Cawdor Castle is built around a 15th-century tower house, with substantial additions in later centuries. Originally a property of the Clan Calder, it passed to the Campbells in the 16th century. It remains in Campbell ownership, and is now home to the Dowager Countess Cawdor, stepmother of Colin Campbell, 7th Earl Cawdor.

The castle is perhaps best known for its literary connection to William Shakespeare's tragedy Macbeth, in which the title character is made 'Thane of Cawdor'. However, the story is highly fictionalised, and the castle itself, which is never directly referred to in Macbeth, was built many years after the life of the 11th-century King Macbeth.
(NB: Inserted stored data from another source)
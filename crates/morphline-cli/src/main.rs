//! Morphline CLI
//!
//! Developer tool for checking morphline documents and running them against
//! local files.

use std::path::PathBuf;

use anyhow::Result;
use clap::{Parser, Subcommand};
use tracing_subscriber::{EnvFilter, layer::SubscriberExt, util::SubscriberInitExt};

mod commands;
mod stdout_loader;

/// Morphline - embeddable record transformation pipelines
#[derive(Parser)]
#[command(name = "morphline")]
#[command(author, version, about, long_about = None)]
struct Cli {
    /// Enable verbose logging
    #[arg(short, long)]
    verbose: bool,

    #[command(subcommand)]
    command: Commands,
}

#[derive(Subcommand)]
enum Commands {
    /// Parse and compile a morphline without running it
    Check {
        /// Morphline document
        file: PathBuf,

        /// Morphline to select (defaults to the first one)
        #[arg(short, long)]
        id: Option<String>,

        /// Override document layered on top of FILE; may be repeated
        #[arg(short = 'o', long = "override")]
        overrides: Vec<PathBuf>,
    },

    /// Feed local files through a morphline
    Run {
        /// Morphline document
        file: PathBuf,

        /// Input files or directories
        #[arg(required = true)]
        inputs: Vec<PathBuf>,

        /// Morphline to select (defaults to the first one)
        #[arg(short, long)]
        id: Option<String>,

        /// Override document layered on top of FILE; may be repeated
        #[arg(short = 'o', long = "override")]
        overrides: Vec<PathBuf>,

        /// MIME type attached to every input
        #[arg(long)]
        mime_type: Option<String>,

        /// Charset attached to every input
        #[arg(long)]
        charset: Option<String>,

        /// Log and skip records that fail instead of aborting
        #[arg(long, env = "MORPHLINE_PRODUCTION")]
        production: bool,

        /// In production mode, also skip recoverable failures
        #[arg(long, requires = "production")]
        ignore_recoverable: bool,
    },
}

fn main() -> Result<()> {
    let cli = Cli::parse();

    // Initialize logging; stdout is reserved for loaded documents
    let filter = if cli.verbose {
        EnvFilter::new("debug")
    } else {
        EnvFilter::try_from_default_env().unwrap_or_else(|_| EnvFilter::new("info"))
    };

    tracing_subscriber::registry()
        .with(filter)
        .with(tracing_subscriber::fmt::layer().with_writer(std::io::stderr))
        .init();

    match cli.command {
        Commands::Check {
            file,
            id,
            overrides,
        } => {
            commands::check::run(&file, id.as_deref(), &overrides)?;
        }
        Commands::Run {
            file,
            inputs,
            id,
            overrides,
            mime_type,
            charset,
            production,
            ignore_recoverable,
        } => {
            let options = commands::run::RunOptions {
                id,
                overrides,
                mime_type,
                charset,
                production,
                ignore_recoverable,
            };
            commands::run::run(&file, &inputs, &options)?;
        }
    }

    Ok(())
}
The earliest documented date for the castle is 1454, the date a licence to fortify was granted to William Calder, 6th Thane of Cawdor. However, some portions of the 15th-century tower house or keep may precede that date. The iron gate here was brought from nearby Lochindorb Castle, which was dismantled by William around 1455, on the orders of King James II, after it had been forfeited by the Earl of Moray.

The castle was expanded numerous times in the succeeding centuries. In 1510 the heiress of the Calders, Muriel, married Sir John Campbell of Muckairn, who set about extending the castle. Further improvements were made by John Campbell, 3rd of Cawdor (c.1576 - c.1642), who purchased rich lands on Islay. By 1635 a garden had been added, and after the Restoration Sir Hugh Campbell of Cawdor added or improved the north and west ranges, employing the masons James and Robert Nicolson of Nairn.

In the 1680s Sir Alexander Campbell, son of Sir Hugh, became stranded in Milford Haven during a storm, where he met a local heiress, Elizabeth Lort of Stackpole Court. The two were married and afterwards the Campbells of Cawdor lived mainly on their estates in Pembrokeshire. Cawdor was home to younger brothers of the family who continued to manage the estates, building a walled flower garden in 1720, and establishing extensive woodlands in the later 18th century.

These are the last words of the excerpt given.